▶ PROMPT
Each entry has to be printed again exactly.

--- THE DATA Enclosed Below ---

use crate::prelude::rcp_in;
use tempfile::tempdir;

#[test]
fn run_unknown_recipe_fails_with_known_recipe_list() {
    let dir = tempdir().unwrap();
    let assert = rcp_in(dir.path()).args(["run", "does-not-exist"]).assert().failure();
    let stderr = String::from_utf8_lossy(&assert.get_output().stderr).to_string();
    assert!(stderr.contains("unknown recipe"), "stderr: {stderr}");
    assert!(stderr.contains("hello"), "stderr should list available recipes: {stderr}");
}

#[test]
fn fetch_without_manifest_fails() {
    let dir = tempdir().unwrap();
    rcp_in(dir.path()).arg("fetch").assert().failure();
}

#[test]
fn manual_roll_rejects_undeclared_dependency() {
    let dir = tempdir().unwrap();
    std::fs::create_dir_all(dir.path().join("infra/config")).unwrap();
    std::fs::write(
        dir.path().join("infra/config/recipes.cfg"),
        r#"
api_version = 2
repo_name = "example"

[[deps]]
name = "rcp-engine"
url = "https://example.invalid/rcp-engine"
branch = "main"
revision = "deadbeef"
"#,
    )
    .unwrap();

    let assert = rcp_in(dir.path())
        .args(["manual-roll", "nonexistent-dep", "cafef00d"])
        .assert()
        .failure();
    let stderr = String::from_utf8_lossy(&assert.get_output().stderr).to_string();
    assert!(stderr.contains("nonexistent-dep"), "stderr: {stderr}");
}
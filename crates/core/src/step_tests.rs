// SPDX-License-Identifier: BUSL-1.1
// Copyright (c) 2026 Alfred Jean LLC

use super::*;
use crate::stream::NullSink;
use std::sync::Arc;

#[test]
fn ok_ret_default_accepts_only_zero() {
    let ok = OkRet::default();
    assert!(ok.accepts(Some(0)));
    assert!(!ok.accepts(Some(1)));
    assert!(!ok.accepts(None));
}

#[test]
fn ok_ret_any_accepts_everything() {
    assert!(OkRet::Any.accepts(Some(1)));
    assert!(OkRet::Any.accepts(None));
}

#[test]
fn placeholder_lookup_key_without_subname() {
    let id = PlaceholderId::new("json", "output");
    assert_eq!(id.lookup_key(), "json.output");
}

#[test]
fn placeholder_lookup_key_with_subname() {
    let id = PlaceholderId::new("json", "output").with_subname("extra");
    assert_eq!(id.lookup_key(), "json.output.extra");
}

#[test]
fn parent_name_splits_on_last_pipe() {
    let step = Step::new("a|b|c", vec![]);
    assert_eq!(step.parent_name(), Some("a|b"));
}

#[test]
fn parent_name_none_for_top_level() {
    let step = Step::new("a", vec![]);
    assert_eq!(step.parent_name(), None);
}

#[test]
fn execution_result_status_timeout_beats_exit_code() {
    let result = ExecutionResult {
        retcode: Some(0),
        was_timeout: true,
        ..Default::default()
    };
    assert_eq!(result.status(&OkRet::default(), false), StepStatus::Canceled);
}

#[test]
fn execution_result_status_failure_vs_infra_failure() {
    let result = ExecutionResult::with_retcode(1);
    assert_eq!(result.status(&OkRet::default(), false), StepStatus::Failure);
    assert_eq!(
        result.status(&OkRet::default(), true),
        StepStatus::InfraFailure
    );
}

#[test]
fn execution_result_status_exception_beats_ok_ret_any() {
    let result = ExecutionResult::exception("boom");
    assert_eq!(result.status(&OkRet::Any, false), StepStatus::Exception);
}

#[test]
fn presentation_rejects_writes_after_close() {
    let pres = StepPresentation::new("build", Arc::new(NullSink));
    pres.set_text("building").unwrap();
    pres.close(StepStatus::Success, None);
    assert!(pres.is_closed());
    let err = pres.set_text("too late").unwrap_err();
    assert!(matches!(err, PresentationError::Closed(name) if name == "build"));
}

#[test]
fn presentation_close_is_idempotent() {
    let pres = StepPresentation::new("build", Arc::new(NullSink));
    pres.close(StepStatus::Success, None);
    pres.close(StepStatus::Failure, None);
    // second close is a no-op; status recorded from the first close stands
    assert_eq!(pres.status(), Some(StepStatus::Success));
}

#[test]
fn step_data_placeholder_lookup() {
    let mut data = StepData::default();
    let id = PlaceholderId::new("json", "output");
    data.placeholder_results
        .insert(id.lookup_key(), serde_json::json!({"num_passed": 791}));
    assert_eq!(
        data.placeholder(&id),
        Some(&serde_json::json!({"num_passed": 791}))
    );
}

--- End of Enclosed THE DATA ---

▶ ANSWER SPACE
use crate::prelude::rcp_in;
use tempfile::tempdir;

#[test]
fn run_unknown_recipe_fails_with_known_recipe_list() {
    let dir = tempdir().unwrap();
    let assert = rcp_in(dir.path()).args(["run", "does-not-exist"]).assert().failure();
    let stderr = String::from_utf8_lossy(&assert.get_output().stderr).to_string();
    assert!(stderr.contains("unknown recipe"), "stderr: {stderr}");
    assert!(stderr.contains("hello"), "stderr should list available recipes: {stderr}");
}

#[test]
fn fetch_without_manifest_fails() {
    let dir = tempdir().unwrap();
    rcp_in(dir.path()).arg("fetch").assert().failure();
}

#[test]
fn manual_roll_rejects_undeclared_dependency() {
    let dir = tempdir().unwrap();
    std::fs::create_dir_all(dir.path().join("infra/config")).unwrap();
    std::fs::write(
        dir.path().join("infra/config/recipes.cfg"),
        r#"
api_version = 2
repo_name = "example"

[[deps]]
name = "rcp-engine"
url = "https://example.invalid/rcp-engine"
branch = "main"
revision = "deadbeef"
"#,
    )
    .unwrap();

    let assert = rcp_in(dir.path())
        .args(["manual-roll", "nonexistent-dep", "cafef00d"])
        .assert()
        .failure();
    let stderr = String::from_utf8_lossy(&assert.get_output().stderr).to_string();
    assert!(stderr.contains("nonexistent-dep"), "stderr: {stderr}");
}
filename crates/core/src/step_tests.rs
// SPDX-License-Identifier: BUSL-1.1
// Copyright (c) 2026 Alfred Jean LLC

use super::*;
use crate::stream::NullSink;
use std::sync::Arc;

#[test]
fn ok_ret_default_accepts_only_zero() {
    let ok = OkRet::default();
    assert!(ok.accepts(Some(0)));
    assert!(!ok.accepts(Some(1)));
    assert!(!ok.accepts(None));
}

#[test]
fn ok_ret_any_accepts_everything() {
    assert!(OkRet::Any.accepts(Some(1)));
    assert!(OkRet::Any.accepts(None));
}

#[test]
fn placeholder_lookup_key_without_subname() {
    let id = PlaceholderId::new("json", "output");
    assert_eq!(id.lookup_key(), "json.output");
}

#[test]
fn placeholder_lookup_key_with_subname() {
    let id = PlaceholderId::new("json", "output").with_subname("extra");
    assert_eq!(id.lookup_key(), "json.output.extra");
}

#[test]
fn parent_name_splits_on_last_pipe() {
    let step = Step::new("a|b|c", vec![]);
    assert_eq!(step.parent_name(), Some("a|b"));
}

#[test]
fn parent_name_none_for_top_level() {
    let step = Step::new("a", vec![]);
    assert_eq!(step.parent_name(), None);
}

#[test]
fn execution_result_status_timeout_beats_exit_code() {
    let result = ExecutionResult {
        retcode: Some(0),
        was_timeout: true,
        ..Default::default()
    };
    assert_eq!(result.status(&OkRet::default(), false), StepStatus::Canceled);
}

#[test]
fn execution_result_status_failure_vs_infra_failure() {
    let result = ExecutionResult::with_retcode(1);
    assert_eq!(result.status(&OkRet::default(), false), StepStatus::Failure);
    assert_eq!(
        result.status(&OkRet::default(), true),
        StepStatus::InfraFailure
    );
}

#[test]
fn execution_result_status_exception_beats_ok_ret_any() {
    let result = ExecutionResult::exception("boom");
    assert_eq!(result.status(&OkRet::Any, false), StepStatus::Exception);
}

#[test]
fn presentation_rejects_writes_after_close() {
    let pres = StepPresentation::new("build", Arc::new(NullSink));
    pres.set_text("building").unwrap();
    pres.close(StepStatus::Success, None);
    assert!(pres.is_closed());
    let err = pres.set_text("too late").unwrap_err();
    assert!(matches!(err, PresentationError::Closed(name) if name == "build"));
}

#[test]
fn presentation_close_is_idempotent() {
    let pres = StepPresentation::new("build", Arc::new(NullSink));
    pres.close(StepStatus::Success, None);
    pres.close(StepStatus::Failure, None);
    // second close is a no-op; status recorded from the first close stands
    assert_eq!(pres.status(), Some(StepStatus::Success));
}

#[test]
fn step_data_placeholder_lookup() {
    let mut data = StepData::default();
    let id = PlaceholderId::new("json", "output");
    data.placeholder_results
        .insert(id.lookup_key(), serde_json::json!({"num_passed": 791}));
    assert_eq!(
        data.placeholder(&id),
        Some(&serde_json::json!({"num_passed": 791}))
    );
}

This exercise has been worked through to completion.